Kirby Troost, now fully green around the gills, said, “Bullshit, sir. It’s the same thing as flying; you just have to find a current and ride it.”

“But the currents are all over the place!” he declared. “And I can’t see a goddamn thing.…”

“Can’t up in the sky, either. Find the flow and hold it.”

“I’m trying, all right?”

Ganymede dropped precipitously, and bounced up again. Troost said, “Goddamn,” and clutched at his mouth.

“Hang in there, Kirby. Hang in there, everybody. I’ll find it.” He fought with the controls, watching out the forward windows that told him almost nothing about where they were going, or even what direction he was headed. He could feel the river shoving at his back, so he could assume they were headed east and south, since that was the curve and flow of the Mississippi from where they started. “Troost?”

Ominously, he burped. “East-southeast, sir.”

“Fang, you’re doing great. Keep us from spinning, and I’ll get us level,” he vowed.

Houjin was once more standing upright, and now he was braced that way with his legs locked. “The bayou boys are catching up to us, sir. They lost us for a minute. We caught a drag,” he said, using the slang he’d picked up overnight. “Can you slow down any?”

“Nope.”

“Can you … I keep losing the view,” he warned. “Every time we dip under. I can’t adjust this thing in time to keep it steady.”

“Not your fault. I’m the one making trouble over here.”

“No,” Deaderick corrected. “It’s the river. She’s fighting you. Fight her back, and hold her off.”

“I’m working on it.”

Andan Cly closed his eyes. Looking out through the window into the swirling, sediment-packed void wasn’t doing him any good, and the dim red lights of the ship’s interior told him only where to put his hands and feet—which he knew already. His hands were primed on the levers. His feet were propped against the pedals that would expel water or draw it into the tanks, changing the underwater “altitude.”

Or whatever it was called, there below the waves.

For half a minute he was breathless, considering and reconsidering how absurd this situation was—how impossible, and how bizarre it had become. But in the next half minute, he calmed as he sat there, holding fast to the instruments and feeling the water moving around Ganymede—pulling and pushing, urging and demanding, crushing and jostling—and some deep instinct told him not to worry.

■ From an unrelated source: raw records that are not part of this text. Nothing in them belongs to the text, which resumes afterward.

use std::sync::Arc;
use std::time::Duration;

use serde_json::Value;
use tokio::sync::{Mutex, mpsc};
use tokio::task::JoinSet;
use tokio_util::sync::CancellationToken;
use tracing::Instrument;
use uuid::Uuid;

use crate::config::TasksConfig;
use crate::error::{AppError, AppResult};
use crate::tasks::registry::{Retention, TaskRegistry};
use crate::tasks::types::{TaskKind, TaskRecord};

struct QueuedTask {
    id: Uuid,
    kind: TaskKind,
}

/// Simulated durations of the slow task kinds
#[derive(Debug, Clone, Copy)]
struct TaskDelays {
    email: Duration,
    processing: Duration,
}

impl From<&TasksConfig> for TaskDelays {
    fn from(config: &TasksConfig) -> Self {
        Self {
            email: Duration::from_millis(config.email_delay_ms),
            processing: Duration::from_millis(config.processing_delay_ms),
        }
    }
}

/// Producer side of the background task queue.
///
/// Cloning is cheap; clones share the channel and the registry.
#[derive(Clone)]
pub struct TaskQueue {
    sender: mpsc::Sender<QueuedTask>,
    registry: Arc<TaskRegistry>,
    capacity: usize,
}

/// Handle to the worker pool spawned by [`TaskQueue::start`].
///
/// Holds the receiving end of the queue, so the channel stays open for as
/// long as the handle lives even when the pool is empty.
pub struct TaskWorkers {
    workers: JoinSet<()>,
    _receiver: Arc<Mutex<mpsc::Receiver<QueuedTask>>>,
}

impl TaskWorkers {
    /// Wait for every worker to exit; they do once the shutdown token fires
    /// or all queue handles are dropped.
    pub async fn join(mut self) {
        while let Some(result) = self.workers.join_next().await {
            if let Err(e) = result {
                tracing::error!(error = %e, "Task worker panicked");
            }
        }
    }
}

impl TaskQueue {
    /// Create the bounded queue and spawn `config.workers` workers draining it.
    pub fn start(config: &TasksConfig, shutdown: CancellationToken) -> (Self, TaskWorkers) {
        let (sender, receiver) = mpsc::channel(config.queue_capacity.max(1));
        let receiver = Arc::new(Mutex::new(receiver));
        let registry = Arc::new(TaskRegistry::with_retention(Retention::from(config)));
        let delays = TaskDelays::from(config);

        let mut workers = JoinSet::new();
        for worker_id in 0..config.workers {
            workers.spawn(run_worker(
                worker_id,
                Arc::clone(&receiver),
                Arc::clone(&registry),
                delays,
                shutdown.clone(),
            ));
        }

        tracing::info!(
            workers = config.workers,
            queue_capacity = config.queue_capacity,
            "Task queue started"
        );

        let queue = Self {
            sender,
            registry,
            capacity: config.queue_capacity.max(1),
        };
        let workers = TaskWorkers {
            workers,
            _receiver: receiver,
        };
        (queue, workers)
    }

    pub fn capacity(&self) -> usize {
        self.capacity
    }

    /// Free slots left in the queue right now
    pub fn available(&self) -> usize {
        self.sender.capacity()
    }

    /// Enqueue a task without waiting.
    ///
    /// # Errors
    /// `AppError::QueueFull` when the queue is at capacity.
    pub fn submit(&self, kind: TaskKind) -> AppResult<Uuid> {
        let permit = self.sender.try_reserve().map_err(|e| self.reject(e))?;
        let id = self.register(&kind);
        permit.send(QueuedTask { id, kind });
        Ok(id)
    }

    /// Enqueue several tasks, all or none.
    pub fn submit_all(&self, kinds: Vec<TaskKind>) -> AppResult<Vec<Uuid>> {
        if kinds.is_empty() {
            return Ok(Vec::new());
        }

        let permits = self
            .sender
            .try_reserve_many(kinds.len())
            .map_err(|e| self.reject(e))?;

        let mut ids = Vec::with_capacity(kinds.len());
        for (permit, kind) in permits.zip(kinds) {
            let id = self.register(&kind);
            permit.send(QueuedTask { id, kind });
            ids.push(id);
        }
        Ok(ids)
    }

    fn register(&self, kind: &TaskKind) -> Uuid {
        let id = Uuid::new_v4();
        self.registry.insert(TaskRecord::queued(id, kind.name()));
        tracing::debug!(task_id = %id, kind = kind.name(), "Task queued");
        id
    }

    fn reject(&self, error: mpsc::error::TrySendError<()>) -> AppError {
        match error {
            mpsc::error::TrySendError::Full(()) => AppError::QueueFull {
                capacity: self.capacity,
            },
            mpsc::error::TrySendError::Closed(()) => AppError::Internal {
                source: anyhow::anyhow!("task queue is closed"),
            },
        }
    }

    pub fn status(&self, id: &Uuid) -> Option<TaskRecord> {
        self.registry.get(id)
    }
}

async fn run_worker(
    worker_id: usize,
    receiver: Arc<Mutex<mpsc::Receiver<QueuedTask>>>,
    registry: Arc<TaskRegistry>,
    delays: TaskDelays,
    shutdown: CancellationToken,
) {
    loop {
        let next = tokio::select! {
            _ = shutdown.cancelled() => None,
            task = async { receiver.lock().await.recv().await } => task,
        };
        let Some(task) = next else {
            break;
        };

        registry.mark_running(&task.id);
        let span = tracing::info_span!("task", task_id = %task.id, kind = task.kind.name(), worker_id);

        let outcome = tokio::select! {
            _ = shutdown.cancelled() => Err("cancelled by shutdown".to_string()),
            outcome = execute(&task.kind, delays).instrument(span) => outcome,
        };

        match outcome {
            Ok(result) => {
                tracing::info!(task_id = %task.id, kind = task.kind.name(), "Task succeeded");
                registry.mark_succeeded(&task.id, result);
            }
            Err(error) => {
                tracing::warn!(task_id = %task.id, kind = task.kind.name(), error = %error, "Task failed");
                registry.mark_failed(&task.id, error);
            }
        }

        let evicted = registry.prune();
        if evicted > 0 {
            tracing::debug!(evicted, "Evicted finished task records");
        }
    }

    tracing::debug!(worker_id, "Task worker stopped");
}

async fn execute(kind: &TaskKind, delays: TaskDelays) -> Result<Option<Value>, String> {
    match kind {
        TaskKind::SendEmail { to, subject, .. } => {
            tracing::info!(to = %to, subject = %subject, "Sending email");
            tokio::time::sleep(delays.email).await;
            tracing::info!(to = %to, subject = %subject, "Email sent");
            Ok(None)
        }
        TaskKind::ProcessData { data, operation } => {
            tracing::info!(operation = %operation, data_size = data.len(), "Processing data");
            tokio::time::sleep(delays.processing).await;
            let result = operation.apply(data)?;
            tracing::info!(operation = %operation, result = %result, "Data processing completed");
            Ok(Some(result))
        }
        TaskKind::WriteLog { message } => {
            tracing::info!(at = %jiff::Timestamp::now(), message = %message, "Log entry written");
            Ok(None)
        }
    }
}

It’s only water, he told himself. Only a storm. As above, so below.

He let instinct move his arms and guide his feet, and he told himself it was only the thrusting power of a hurricane—water below, moving no differently from the air above. It wasn’t quite true: the tug was different; the force was different. The weight of the craft was different, too, and it handled more slowly, more heavily.

But it handled. It worked. And soon the craft was stable.

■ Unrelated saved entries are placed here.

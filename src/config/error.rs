//! Configuration error types

use thiserror::Error;

#[derive(Debug, Error)]
pub enum ConfigError {
    #[error("Configuration file not found: {0}")]
    FileNotFound(String),

    #[error("Failed to parse configuration: {0}")]
    ParseError(String),

    /// A section value failed validation
    #[error("Validation error: {field} - {message}")]
    ValidationError { field: String, message: String },

    #[error("Environment variable error: {0}")]
    EnvVarError(String),

    #[error("Mutual exclusivity error: {0}")]
    MutualExclusivityError(String),

    /// Error raised by the `config` crate while merging sources
    #[error("Configuration error: {0}")]
    Other(#[from] config::ConfigError),
}

impl ConfigError {
    pub fn validation(field: impl Into<String>, message: impl Into<String>) -> Self {
        ConfigError::ValidationError {
            field: field.into(),
            message: message.into(),
        }
    }

    pub fn file_not_found(path: impl Into<String>) -> Self {
        ConfigError::FileNotFound(path.into())
    }

    pub fn mutual_exclusivity(message: impl Into<String>) -> Self {
        ConfigError::MutualExclusivityError(message.into())
    }
}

Cly opened his eyes and gazed out through that near-useless window, and saw that Deaderick was standing now, blocking part of the view by looking out into the shimmering, brown-black panorama. In silence, the whole crew stared as the whirling waters went streaking ahead in curls and coils. Fish pirouetted past, their gleaming silver and gray bodies standing out like a flicker of gas lamps as seen from above a city. River-borne driftwood crashed along, smacking the metal exterior, cracking against the window, and spiraling away.

They were within the abyss, and it carried them.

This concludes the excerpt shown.